Problem details - Every single entry must be reproduced precisely.

[Stored data entries]

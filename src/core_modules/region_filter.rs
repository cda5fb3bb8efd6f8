// THEORY:
// A `RegionFilter` is the single caller-tunable heuristic of the pipeline. The
// extractor knows nothing about what a plate looks like; it asks the filter,
// once per discovered blob, whether a box of the given size is worth keeping.
//
// The filter is passed in by reference for each call rather than registered
// anywhere global, so independent detection calls never share state through it.
// It must be cheap and must not block: it runs inline in the labeling loop.

use serde::{Deserialize, Serialize};

/// Accept/reject predicate over candidate box sizes.
pub trait RegionFilter {
    fn accept(&self, width: u32, height: u32) -> bool;
}

impl<F> RegionFilter for F
where
    F: Fn(u32, u32) -> bool,
{
    fn accept(&self, width: u32, height: u32) -> bool {
        self(width, height)
    }
}

/// Keeps every candidate.
#[derive(Debug, Clone, Copy, Default)]
pub struct AcceptAll;

impl RegionFilter for AcceptAll {
    fn accept(&self, _width: u32, _height: u32) -> bool {
        true
    }
}

/// Drops every candidate.
#[derive(Debug, Clone, Copy, Default)]
pub struct RejectAll;

impl RegionFilter for RejectAll {
    fn accept(&self, _width: u32, _height: u32) -> bool {
        false
    }
}

/// Size window for frontal licence plates.
///
/// A box is rejected when it is both wider than `max_width` and taller than
/// `max_height`, or when either side is below its minimum.
#[derive(Debug, Clone, Copy, PartialEq, Serialize, Deserialize)]
#[serde(default)]
pub struct PlateSizeFilter {
    pub min_width: u32,
    pub min_height: u32,
    pub max_width: u32,
    pub max_height: u32,
}

impl Default for PlateSizeFilter {
    fn default() -> Self {
        Self {
            min_width: 45,
            min_height: 45,
            max_width: 300,
            max_height: 200,
        }
    }
}

impl RegionFilter for PlateSizeFilter {
    fn accept(&self, width: u32, height: u32) -> bool {
        tracing::trace!(width, height, "potential blob region");
        let too_big = width > self.max_width && height > self.max_height;
        let too_small = width < self.min_width || height < self.min_height;
        !(too_big || too_small)
    }
}

#[cfg(test)]
mod tests {
    use super::*;

    #[test]
    fn closures_are_filters() {
        let wide_only = |w: u32, h: u32| w > h;
        assert!(wide_only.accept(10, 5));
        assert!(!wide_only.accept(5, 10));
    }

    #[test]
    fn plate_filter_window() {
        let filter = PlateSizeFilter::default();
        assert!(filter.accept(120, 60));
        assert!(filter.accept(45, 45));
        assert!(!filter.accept(44, 60), "too narrow");
        assert!(!filter.accept(120, 44), "too short");
        assert!(!filter.accept(301, 201), "too big");
        // Only one side over the maximum is still a plausible plate.
        assert!(filter.accept(301, 100));
        assert!(filter.accept(200, 250));
    }

    #[test]
    fn constant_filters() {
        assert!(AcceptAll.accept(1, 1));
        assert!(!RejectAll.accept(100, 100));
    }

    #[test]
    fn plate_filter_fills_missing_fields_from_defaults() {
        let filter: PlateSizeFilter = serde_json::from_str(r#"{ "min_width": 60 }"#).unwrap();
        assert_eq!(filter.min_width, 60);
        assert_eq!(filter.max_height, 200);
    }
}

Solution -
filename src/core_modules/region_filter.rs
repository cda5fb3bb8efd6f8
// THEORY:
// A `RegionFilter` is the single caller-tunable heuristic of the pipeline. The
// extractor knows nothing about what a plate looks like; it asks the filter,
// once per discovered blob, whether a box of the given size is worth keeping.
//
// The filter is passed in by reference for each call rather than registered
// anywhere global, so independent detection calls never share state through it.
// It must be cheap and must not block: it runs inline in the labeling loop.

use serde::{Deserialize, Serialize};

/// Accept/reject predicate over candidate box sizes.
pub trait RegionFilter {
    fn accept(&self, width: u32, height: u32) -> bool;
}

impl<F> RegionFilter for F
where
    F: Fn(u32, u32) -> bool,
{
    fn accept(&self, width: u32, height: u32) -> bool {
        self(width, height)
    }
}

/// Keeps every candidate.
#[derive(Debug, Clone, Copy, Default)]
pub struct AcceptAll;

impl RegionFilter for AcceptAll {
    fn accept(&self, _width: u32, _height: u32) -> bool {
        true
    }
}

/// Drops every candidate.
#[derive(Debug, Clone, Copy, Default)]
pub struct RejectAll;

impl RegionFilter for RejectAll {
    fn accept(&self, _width: u32, _height: u32) -> bool {
        false
    }
}

/// Size window for frontal licence plates.
///
/// A box is rejected when it is both wider than `max_width` and taller than
/// `max_height`, or when either side is below its minimum.
#[derive(Debug, Clone, Copy, PartialEq, Serialize, Deserialize)]
#[serde(default)]
pub struct PlateSizeFilter {
    pub min_width: u32,
    pub min_height: u32,
    pub max_width: u32,
    pub max_height: u32,
}

impl Default for PlateSizeFilter {
    fn default() -> Self {
        Self {
            min_width: 45,
            min_height: 45,
            max_width: 300,
            max_height: 200,
        }
    }
}

impl RegionFilter for PlateSizeFilter {
    fn accept(&self, width: u32, height: u32) -> bool {
        tracing::trace!(width, height, "potential blob region");
        let too_big = width > self.max_width && height > self.max_height;
        let too_small = width < self.min_width || height < self.min_height;
        !(too_big || too_small)
    }
}

#[cfg(test)]
mod tests {
    use super::*;

    #[test]
    fn closures_are_filters() {
        let wide_only = |w: u32, h: u32| w > h;
        assert!(wide_only.accept(10, 5));
        assert!(!wide_only.accept(5, 10));
    }

    #[test]
    fn plate_filter_window() {
        let filter = PlateSizeFilter::default();
        assert!(filter.accept(120, 60));
        assert!(filter.accept(45, 45));
        assert!(!filter.accept(44, 60), "too narrow");
        assert!(!filter.accept(120, 44), "too short");
        assert!(!filter.accept(301, 201), "too big");
        // Only one side over the maximum is still a plausible plate.
        assert!(filter.accept(301, 100));
        assert!(filter.accept(200, 250));
    }

    #[test]
    fn constant_filters() {
        assert!(AcceptAll.accept(1, 1));
        assert!(!RejectAll.accept(100, 100));
    }

    #[test]
    fn plate_filter_fills_missing_fields_from_defaults() {
        let filter: PlateSizeFilter = serde_json::from_str(r#"{ "min_width": 60 }"#).unwrap();
        assert_eq!(filter.min_width, 60);
        assert_eq!(filter.max_height, 200);
    }
}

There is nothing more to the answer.